Размер шрифта
-
+

Солёный лёд - стр. 35

В «Празднике, который всегда с тобой» Хемингуэй много писал о еде. Он запомнил на всю жизнь, где, что и как они с первой женой ели. Он говорит, что голодал тогда. Сейчас многие на Западе подробно пишут о еде и питье и других плотских штуках. Я все-таки думаю, что они подробно пишут еду и питье не потому, что они голодали. Их голод – просто обжорство рядом с тем голодом, который знают в России. Хемингуэю даже не снился тот столярный клей, который мы ели в блокаду. А я как раз поэтому не люблю писать о еде. И совершенно не помню, где и что ем за день. А он точно запомнил то, что ел сорок лет назад в Париже. Дело тут не в голоде, а в том, что западные писатели через еду, вино и женщин хотят передать плотское ощущение жизни, ее материальность, плотность, вкус.

Читая «Праздник», я еще подумал, что Хемингуэй кое в чем начал повторяться. Только Толстой ни разу не повторился в своих художественных книгах из-за старости. Если он повторялся, так делал это вполне сознательно.

Хемингуэй был честным перед самим собой. Он не боялся плохого в себе, потому что всегда боролся против плохого в себе. И если он чего-нибудь не понимал, то спокойно говорил об этом. Потому так сильно любят его книги у нас сейчас. Конечно, он был немного анархистом, когда писал: «Я сам часто и с удовольствием не понимаю себя», но если убрать «с удовольствием», то какой честный человек не повторит этих слов за ним?

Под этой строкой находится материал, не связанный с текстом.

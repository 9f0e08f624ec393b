//! Durable map from virtual path to file record, backed by an embedded
//! SQLite database. All writes are serialized by a single process-wide
//! mutex and wrapped in one transaction.

use std::path::Path;

use chatfs_core::model::{ChunkRef, FileRecord};
use chatfs_core::path::VirtualPath;
use chrono::{DateTime, TimeZone, Utc};
use parking_lot::Mutex;
use rusqlite::{params, Connection, OptionalExtension};
use thiserror::Error;
use tracing::instrument;

#[derive(Debug, Error)]
pub enum IndexError {
    #[error("sqlite error: {0}")]
    Sqlite(#[from] rusqlite::Error),
}

type Result<T> = std::result::Result<T, IndexError>;

/// A single-writer embedded relational store mapping virtual paths to
/// [`FileRecord`]s and their ordered [`ChunkRef`]s.
pub struct MetadataIndex {
    conn: Mutex<Connection>,
}

impl MetadataIndex {
    /// Open (creating if absent) the database at `path` and apply the
    /// schema.
    pub fn open(path: impl AsRef<Path>) -> Result<Self> {
        let conn = Connection::open(path)?;
        Self::init_schema(&conn)?;
        Ok(Self { conn: Mutex::new(conn) })
    }

    /// An in-memory index, used in tests and for `--no-persist` scenarios.
    pub fn open_in_memory() -> Result<Self> {
        let conn = Connection::open_in_memory()?;
        Self::init_schema(&conn)?;
        Ok(Self { conn: Mutex::new(conn) })
    }

    fn init_schema(conn: &Connection) -> Result<()> {
        conn.execute_batch(
            "PRAGMA foreign_keys = ON;
             CREATE TABLE IF NOT EXISTS files (
                id            INTEGER PRIMARY KEY,
                virtual_path  TEXT NOT NULL UNIQUE,
                file_name     TEXT NOT NULL,
                size_bytes    INTEGER NOT NULL,
                created_at    TEXT NOT NULL,
                modified_at   TEXT NOT NULL,
                is_directory  INTEGER NOT NULL
             );
             CREATE UNIQUE INDEX IF NOT EXISTS idx_files_virtual_path ON files(virtual_path);
             CREATE TABLE IF NOT EXISTS chunks (
                id             INTEGER PRIMARY KEY,
                file_id        INTEGER NOT NULL REFERENCES files(id) ON DELETE CASCADE,
                chunk_index    INTEGER NOT NULL,
                message_id     INTEGER NOT NULL,
                attachment_url TEXT NOT NULL,
                size_bytes     INTEGER NOT NULL,
                crc32          INTEGER NOT NULL
             );
             CREATE INDEX IF NOT EXISTS idx_chunks_file_id ON chunks(file_id);",
        )?;
        Ok(())
    }

    /// Upsert `record` on `virtual_path`: replace name/size/modified_at,
    /// drop and re-insert its chunks. Returns the assigned row id.
    #[instrument(skip_all, fields(path = %record.virtual_path))]
    pub fn save(&self, record: &FileRecord) -> Result<i64> {
        let mut conn = self.conn.lock();
        let tx = conn.transaction()?;

        let existing: Option<i64> = tx
            .query_row(
                "SELECT id FROM files WHERE virtual_path = ?1",
                params![record.virtual_path.as_str()],
                |row| row.get(0),
            )
            .optional()?;

        let file_id = if let Some(id) = existing {
            tx.execute(
                "UPDATE files SET file_name = ?1, size_bytes = ?2, modified_at = ?3, is_directory = ?4 WHERE id = ?5",
                params![
                    record.file_name,
                    record.size_bytes as i64,
                    to_iso8601(record.modified_at),
                    record.is_directory,
                    id
                ],
            )?;
            tx.execute("DELETE FROM chunks WHERE file_id = ?1", params![id])?;
            id
        } else {
            tx.execute(
                "INSERT INTO files (virtual_path, file_name, size_bytes, created_at, modified_at, is_directory)
                 VALUES (?1, ?2, ?3, ?4, ?5, ?6)",
                params![
                    record.virtual_path.as_str(),
                    record.file_name,
                    record.size_bytes as i64,
                    to_iso8601(record.created_at),
                    to_iso8601(record.modified_at),
                    record.is_directory
                ],
            )?;
            tx.last_insert_rowid()
        };

        for chunk in &record.chunks {
            tx.execute(
                "INSERT INTO chunks (file_id, chunk_index, message_id, attachment_url, size_bytes, crc32)
                 VALUES (?1, ?2, ?3, ?4, ?5, ?6)",
                params![
                    file_id,
                    chunk.chunk_index,
                    chunk.message_id as i64,
                    chunk.attachment_url,
                    chunk.size_bytes as i64,
                    chunk.crc32
                ],
            )?;
        }

        tx.commit()?;
        Ok(file_id)
    }

    /// Fetch a record and its chunks (ascending `chunk_index`), if present.
    #[instrument(skip(self), fields(path = %path))]
    pub fn get(&self, path: &VirtualPath) -> Result<Option<FileRecord>> {
        let conn = self.conn.lock();
        let row = conn
            .query_row(
                "SELECT id, file_name, size_bytes, created_at, modified_at, is_directory
                 FROM files WHERE virtual_path = ?1",
                params![path.as_str()],
                |row| {
                    Ok((
                        row.get::<_, i64>(0)?,
                        row.get::<_, String>(1)?,
                        row.get::<_, i64>(2)?,
                        row.get::<_, String>(3)?,
                        row.get::<_, String>(4)?,
                        row.get::<_, bool>(5)?,
                    ))
                },
            )
            .optional()?;

        let Some((id, file_name, size_bytes, created_at, modified_at, is_directory)) = row else {
            return Ok(None);
        };

        let mut stmt = conn.prepare(
            "SELECT chunk_index, message_id, attachment_url, size_bytes, crc32
             FROM chunks WHERE file_id = ?1 ORDER BY chunk_index ASC",
        )?;
        let chunks = stmt
            .query_map(params![id], |row| {
                Ok(ChunkRef {
                    chunk_index: row.get::<_, i64>(0)? as u32,
                    message_id: row.get::<_, i64>(1)? as u64,
                    attachment_url: row.get(2)?,
                    size_bytes: row.get::<_, i64>(3)? as u64,
                    crc32: row.get::<_, i64>(4)? as u32,
                })
            })?
            .collect::<std::result::Result<Vec<_>, _>>()?;

        Ok(Some(FileRecord {
            virtual_path: path.clone(),
            file_name,
            size_bytes: size_bytes as u64,
            created_at: from_iso8601(&created_at),
            modified_at: from_iso8601(&modified_at),
            is_directory,
            chunks,
        }))
    }

    /// Cascade-delete `path` and its chunks.
    #[instrument(skip(self), fields(path = %path))]
    pub fn delete(&self, path: &VirtualPath) -> Result<()> {
        let conn = self.conn.lock();
        conn.execute("DELETE FROM files WHERE virtual_path = ?1", params![path.as_str()])?;
        Ok(())
    }

    /// Immediate children of `dir`: entries at `dir + SEP + x` where `x`
    /// contains no further separator.
    #[instrument(skip(self), fields(dir = %dir))]
    pub fn list(&self, dir: &VirtualPath) -> Result<Vec<FileRecord>> {
        let conn = self.conn.lock();
        let like_pattern = if dir.is_root() {
            "%".to_string()
        } else {
            format!("{}/%", dir.as_str())
        };

        let mut stmt = conn.prepare(
            "SELECT id, virtual_path, file_name, size_bytes, created_at, modified_at, is_directory
             FROM files WHERE virtual_path LIKE ?1 ESCAPE '\\'",
        )?;
        let rows = stmt.query_map(params![like_pattern], |row| {
            Ok((
                row.get::<_, i64>(0)?,
                row.get::<_, String>(1)?,
                row.get::<_, String>(2)?,
                row.get::<_, i64>(3)?,
                row.get::<_, String>(4)?,
                row.get::<_, String>(5)?,
                row.get::<_, bool>(6)?,
            ))
        })?;

        let mut out = Vec::new();
        for row in rows {
            let (id, virtual_path, file_name, size_bytes, created_at, modified_at, is_directory) = row?;
            let vp = VirtualPath::from(virtual_path);
            if vp == *dir || !dir.is_direct_child(&vp) {
                continue;
            }

            let mut cstmt = conn.prepare(
                "SELECT chunk_index, message_id, attachment_url, size_bytes, crc32
                 FROM chunks WHERE file_id = ?1 ORDER BY chunk_index ASC",
            )?;
            let chunks = cstmt
                .query_map(params![id], |row| {
                    Ok(ChunkRef {
                        chunk_index: row.get::<_, i64>(0)? as u32,
                        message_id: row.get::<_, i64>(1)? as u64,
                        attachment_url: row.get(2)?,
                        size_bytes: row.get::<_, i64>(3)? as u64,
                        crc32: row.get::<_, i64>(4)? as u32,
                    })
                })?
                .collect::<std::result::Result<Vec<_>, _>>()?;

            out.push(FileRecord {
                virtual_path: vp,
                file_name,
                size_bytes: size_bytes as u64,
                created_at: from_iso8601(&created_at),
                modified_at: from_iso8601(&modified_at),
                is_directory,
                chunks,
            });
        }
        Ok(out)
    }

    #[instrument(skip(self), fields(path = %path))]
    pub fn exists(&self, path: &VirtualPath) -> Result<bool> {
        let conn = self.conn.lock();
        let found: Option<i64> = conn
            .query_row(
                "SELECT id FROM files WHERE virtual_path = ?1",
                params![path.as_str()],
                |row| row.get(0),
            )
            .optional()?;
        Ok(found.is_some())
    }

    /// Update `virtual_path`, `file_name`, and `modified_at` for the row at
    /// `old`. If a row already exists at `new`, it is deleted first
    /// (cascading its chunks) so the rename overwrites it, matching POSIX
    /// `rename(2)` replace semantics; both steps run in one transaction.
    /// Returns the message ids of any chunks that belonged to the
    /// overwritten destination, so the caller can best-effort delete them
    /// from the remote store. Does not rewrite descendant paths; directory
    /// renames with children are therefore a known limitation (see
    /// DESIGN.md, OQ-2).
    #[instrument(skip(self), fields(old = %old, new = %new))]
    pub fn rename(&self, old: &VirtualPath, new: &VirtualPath, now: DateTime<Utc>) -> Result<Vec<u64>> {
        let mut conn = self.conn.lock();
        let tx = conn.transaction()?;

        let overwritten_id: Option<i64> = tx
            .query_row("SELECT id FROM files WHERE virtual_path = ?1", params![new.as_str()], |row| row.get(0))
            .optional()?;

        let mut orphaned_message_ids = Vec::new();
        if let Some(id) = overwritten_id {
            let mut stmt = tx.prepare("SELECT message_id FROM chunks WHERE file_id = ?1")?;
            orphaned_message_ids = stmt
                .query_map(params![id], |row| row.get::<_, i64>(0).map(|v| v as u64))?
                .collect::<std::result::Result<Vec<_>, _>>()?;
            tx.execute("DELETE FROM files WHERE id = ?1", params![id])?;
        }

        tx.execute(
            "UPDATE files SET virtual_path = ?1, file_name = ?2, modified_at = ?3 WHERE virtual_path = ?4",
            params![new.as_str(), new.file_name(), to_iso8601(now), old.as_str()],
        )?;

        tx.commit()?;
        Ok(orphaned_message_ids)
    }
}

fn to_iso8601(dt: DateTime<Utc>) -> String {
    dt.to_rfc3339()
}

fn from_iso8601(s: &str) -> DateTime<Utc> {
    DateTime::parse_from_rfc3339(s)
        .map(|dt| dt.with_timezone(&Utc))
        .unwrap_or_else(|_| Utc.timestamp_opt(0, 0).single().expect("epoch is representable"))
}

Его герои часто одиноки, хотя он и сказал, что человек не может один. Его герои могут одни. Наверное, это оттого, что сам он всю жизнь сражался один. А сам он есть в любом его герое. Он писал: «Настоящее писательское дело – одинокое дело… Писатель работает один… именно потому, что у нас в прошлом было столько великих творцов, современному писателю приходится идти далеко за те границы, за которыми уже никто не может ему помочь». И с ним вместе уходили в далекое одиночество его герои. Быть может, потому он и пустил себе пулю в лоб? Очень тяжело долго сражаться в одиночку, амортизация души должна быть огромной, усталость тоже.

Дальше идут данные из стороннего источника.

//! Adaptive, jittered pacing for calls against the chat service.
//!
//! The multiplier is the single piece of shared state: errors push it up
//! (429s harder than anything else), successes relax it back down
//! gradually, and a rate-limit pause halves it but never below a cautious
//! floor.

use std::time::Duration;

use parking_lot::Mutex;
use rand::Rng;
use tokio_util::sync::CancellationToken;
use tracing::warn;

const MULTIPLIER_FLOOR: f64 = 1.0;
const MULTIPLIER_CEILING: f64 = 20.0;
const NORMAL_ERROR_CEILING: f64 = 10.0;
const RATE_LIMIT_MULTIPLIER_FACTOR: f64 = 3.0;
const RATE_LIMIT_PAUSE_FLOOR: f64 = 2.0;
const RECOVERY_FACTOR: f64 = 0.9;
const MIN_DELAY_SECS: f64 = 0.5;
const JITTER_RANGE_SECS: f64 = 0.2;

#[derive(Debug, Clone, Copy)]
pub struct ThrottlerConfig {
    pub min_delay_secs: f64,
    pub max_delay_secs: f64,
    pub backoff_multiplier: f64,
}

impl Default for ThrottlerConfig {
    fn default() -> Self {
        Self { min_delay_secs: 1.5, max_delay_secs: 4.2, backoff_multiplier: 1.5 }
    }
}

#[derive(Debug, Default)]
struct ThrottlerState {
    current_multiplier: f64,
    consecutive_errors: u32,
}

/// Wait was interrupted by cancellation before its delay elapsed.
#[derive(Debug, thiserror::Error)]
#[error("throttler wait cancelled")]
pub struct Cancelled;

pub struct Throttler {
    config: ThrottlerConfig,
    state: Mutex<ThrottlerState>,
}

impl Throttler {
    #[must_use]
    pub fn new(config: ThrottlerConfig) -> Self {
        Self { config, state: Mutex::new(ThrottlerState { current_multiplier: 1.0, consecutive_errors: 0 }) }
    }

    #[must_use]
    pub fn current_multiplier(&self) -> f64 {
        self.state.lock().current_multiplier
    }

    #[must_use]
    pub fn consecutive_errors(&self) -> u32 {
        self.state.lock().consecutive_errors
    }

    /// `max(0.5, base * currentMultiplier + micro)`, `base` uniform in
    /// `[minDelay, maxDelay]`, `micro` uniform in `[-0.2, 0.2]`.
    #[must_use]
    pub fn next_delay(&self) -> Duration {
        let multiplier = self.state.lock().current_multiplier;
        let mut rng = rand::thread_rng();
        let base = rng.gen_range(self.config.min_delay_secs..=self.config.max_delay_secs);
        let micro = rng.gen_range(-JITTER_RANGE_SECS..=JITTER_RANGE_SECS);
        let secs = (base * multiplier + micro).max(MIN_DELAY_SECS);
        Duration::from_secs_f64(secs)
    }

    /// Sleep for [`Self::next_delay`], aborting early if `cancel` fires.
    pub async fn wait(&self, cancel: &CancellationToken) -> Result<(), Cancelled> {
        let delay = self.next_delay();
        tokio::select! {
            () = cancel.cancelled() => Err(Cancelled),
            () = tokio::time::sleep(delay) => Ok(()),
        }
    }

    /// `status = Some(429)` pushes the multiplier up to 3x (ceiling 20.0);
    /// any other error applies the configured backoff multiplier (ceiling
    /// 10.0). The asymmetry lets a rate-limit response push higher than a
    /// plain transport error ever can.
    pub fn register_error(&self, status: Option<u16>) {
        let mut state = self.state.lock();
        state.consecutive_errors += 1;
        if status == Some(429) {
            state.current_multiplier = (state.current_multiplier * RATE_LIMIT_MULTIPLIER_FACTOR).min(MULTIPLIER_CEILING);
        } else {
            state.current_multiplier =
                (state.current_multiplier * self.config.backoff_multiplier).min(NORMAL_ERROR_CEILING);
        }
    }

    /// Resets the error streak; relaxes the multiplier by 10% per call,
    /// never below 1.0. Gradual so a single success after a storm does not
    /// immediately return to full speed.
    pub fn register_success(&self) {
        let mut state = self.state.lock();
        state.consecutive_errors = 0;
        if state.current_multiplier > MULTIPLIER_FLOOR {
            state.current_multiplier = (state.current_multiplier * RECOVERY_FACTOR).max(MULTIPLIER_FLOOR);
        }
    }

    /// Unconditional sleep of `seconds`, then halve the multiplier down to a
    /// floor of 2.0, a deliberately cautious floor, not all the way to 1.0.
    pub async fn rate_limit_pause(&self, seconds: f64, cancel: &CancellationToken) -> Result<(), Cancelled> {
        warn!(seconds, "rate limited, pausing");
        tokio::select! {
            () = cancel.cancelled() => return Err(Cancelled),
            () = tokio::time::sleep(Duration::from_secs_f64(seconds)) => {}
        }
        let mut state = self.state.lock();
        state.current_multiplier = (state.current_multiplier / 2.0).max(RATE_LIMIT_PAUSE_FLOOR);
        Ok(())
    }
}


#[cfg(test)]
mod proptests {
    use super::*;
    use proptest::prelude::*;

    proptest! {
        #[test]
        fn multiplier_stays_in_bounds(ops in prop::collection::vec(0u8..3, 0..200)) {
            let t = Throttler::new(ThrottlerConfig::default());
            for op in ops {
                match op {
                    0 => t.register_error(Some(429)),
                    1 => t.register_error(None),
                    _ => t.register_success(),
                }
                let m = t.current_multiplier();
                prop_assert!((1.0..=20.0).contains(&m));
            }
        }
    }
}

Я прочитал страниц двадцать и уснул, очень какой-то просветленный от хороших предчувствий.

И вполне естественно, что мне приснился Хемингуэй.

Я был у него в гостях. Я сидел на диване, а он на стуле. И вокруг было очень много вещей. Он был добр со мной, ласков и жаловался на старость. Потом он встал и ходил по комнате, глядя на меня, говоря какие-то точные слова, разделенные длинными, медленными паузами.

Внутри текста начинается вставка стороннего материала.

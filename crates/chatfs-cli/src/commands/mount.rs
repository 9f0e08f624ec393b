//! Mount command - mount a chatfs volume as a filesystem.

use std::path::PathBuf;
use std::sync::Arc;

use anyhow::{Context, Result};
use chatfs_core::{Crypto, MasterKey};
use chatfs_fuse::{ChatFilesystem, Engine};
use chatfs_index::MetadataIndex;
use chatfs_mount::ContentCache;
use chatfs_transport::{ChatTransport, HttpChatTransport, RemoteObjectStore, Throttler, ThrottlerConfig};
use clap::Args as ClapArgs;
use tokio_util::sync::CancellationToken;
use tracing::instrument;

use crate::config::AppConfig;

#[derive(ClapArgs, Clone)]
pub struct Args {
    /// Directory to mount the volume at (defaults to `/mnt/<DriveLetter>`)
    pub mountpoint: Option<PathBuf>,

    /// Print cache hit rate and upload/download retry counts on unmount
    #[arg(long)]
    pub stats: bool,

    /// Maximum number of uploads the background queue runs concurrently
    #[arg(long, default_value = "3")]
    pub max_concurrent_uploads: usize,
}

#[instrument(level = "info", name = "cmd::mount", skip_all)]
pub async fn execute(config: &AppConfig, args: &Args) -> Result<()> {
    let mountpoint = args.mountpoint.clone().unwrap_or_else(|| default_mountpoint(config));
    if !mountpoint.exists() {
        std::fs::create_dir_all(&mountpoint)
            .with_context(|| format!("failed to create mountpoint {}", mountpoint.display()))?;
    }

    let engine = Arc::new(build_engine(config, args.max_concurrent_uploads).await?);
    let upload_stats = engine.upload_queue().stats();

    let rt_handle = tokio::runtime::Handle::current();
    let fs = ChatFilesystem::new(Arc::clone(&engine), rt_handle, current_uid(), current_gid());

    let options = vec![fuser::MountOption::FSName("chatfs".to_string()), fuser::MountOption::AutoUnmount];

    eprintln!("Mounting chatfs at {}...", mountpoint.display());
    let session = fuser::spawn_mount2(fs, &mountpoint, &options).context("failed to mount chatfs")?;
    eprintln!("Mounted. Press Ctrl+C to unmount.");

    tokio::signal::ctrl_c().await.context("failed to listen for shutdown signal")?;

    eprintln!("Unmounting...");
    drop(session);

    if args.stats {
        let (hits, misses) = engine.cache_hit_stats();
        let total = hits + misses;
        #[allow(clippy::cast_precision_loss)]
        let hit_rate = if total == 0 { 0.0 } else { 100.0 * hits as f64 / total as f64 };
        println!("Content cache: {hits} hits, {misses} misses ({hit_rate:.1}% hit rate)");
        println!(
            "Background uploads: {} completed, {} failed, {} in flight",
            upload_stats.completed.load(std::sync::atomic::Ordering::Relaxed),
            upload_stats.failed.load(std::sync::atomic::Ordering::Relaxed),
            upload_stats.in_flight.load(std::sync::atomic::Ordering::Relaxed),
        );
    }

    match Arc::try_unwrap(engine) {
        Ok(engine) => engine.shutdown(),
        Err(_) => tracing::warn!("engine still has outstanding references at shutdown; key material not zeroed"),
    }

    eprintln!("Unmounted.");
    Ok(())
}

fn default_mountpoint(config: &AppConfig) -> PathBuf {
    PathBuf::from("/mnt").join(config.filesystem.driveletter.to_lowercase())
}

async fn build_engine(config: &AppConfig, max_concurrent_uploads: usize) -> Result<Engine> {
    let crypto = if config.security.enableencryption {
        let key = match &config.security.masterkey {
            Some(encoded) => decode_master_key(encoded)?,
            None => load_or_generate_key(config)?,
        };
        Some(Crypto::new(key))
    } else {
        None
    };

    let index = Arc::new(MetadataIndex::open(config.database_path())?);
    let cache = Arc::new(ContentCache::new(u64::from(config.filesystem.cachesizemb) * 1024 * 1024));

    let http_client = reqwest::Client::new();
    let transport = HttpChatTransport::new(http_client.clone());
    transport.connect(&config.discord.bottoken).await.context("failed to authenticate with the chat service")?;
    transport
        .await_ready(std::time::Duration::from_secs(30))
        .await
        .context("timed out waiting for the chat service to become ready")?;
    transport.resolve_channel(config.discord.channelid).await.context("failed to resolve the configured channel")?;

    let throttler = Arc::new(Throttler::new(ThrottlerConfig {
        min_delay_secs: config.throttle.mindelaysecs,
        max_delay_secs: config.throttle.maxdelaysecs,
        backoff_multiplier: config.throttle.backoffmultiplier,
    }));
    let remote = Arc::new(RemoteObjectStore::new(Arc::new(transport), throttler, http_client));

    let cancel = CancellationToken::new();
    Ok(Engine::new(crypto, index, cache, remote, max_concurrent_uploads, cancel))
}

fn decode_master_key(encoded: &str) -> Result<MasterKey> {
    use base64::Engine as _;
    let bytes = base64::engine::general_purpose::STANDARD.decode(encoded).context("Security.MasterKey is not valid base64")?;
    let arr: [u8; 32] = bytes.try_into().map_err(|_| anyhow::anyhow!("Security.MasterKey must decode to 32 bytes"))?;
    Ok(MasterKey::from_bytes(arr))
}

fn load_or_generate_key(config: &AppConfig) -> Result<MasterKey> {
    let path = config.master_key_file();
    if path.exists() {
        let encoded = std::fs::read_to_string(&path).with_context(|| format!("failed to read {}", path.display()))?;
        decode_master_key(encoded.trim())
    } else {
        anyhow::bail!(
            "no master key found at {}; run `chatfs keygen` first, or set Security.MasterKey",
            path.display()
        );
    }
}

#[cfg(unix)]
fn current_uid() -> u32 {
    // SAFETY: getuid takes no arguments and cannot fail.
    unsafe { libc::getuid() }
}

#[cfg(unix)]
fn current_gid() -> u32 {
    // SAFETY: getgid takes no arguments and cannot fail.
    unsafe { libc::getgid() }
}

А я знал, что он мертв, хотя и ходит по комнате, говорит со мной. И, как всегда, когда видишь во сне покойников, было странно и чуть жутко – и в то же время преувеличенно спокойно. Он чем-то напоминал мне отца.

Он ушел в другую комнату, легко занимаясь своими делами в моем присутствии, не тяготясь мною. А я стал смотреть на картину. Она висела передо мной. Голые ивы, изогнутые от долгих ветров, черные их стволы. И во сне, ожидая его возвращения, я думал о том, как хорошо бы попасть в такой ивовый лес и с ним вместе. И как вкусно он приготовил бы колбасу в огне костра. Как он не торопился бы ее есть не поджарив. А я всегда тороплюсь и ем что попало и как попало. А он бы ее хорошо приготовил.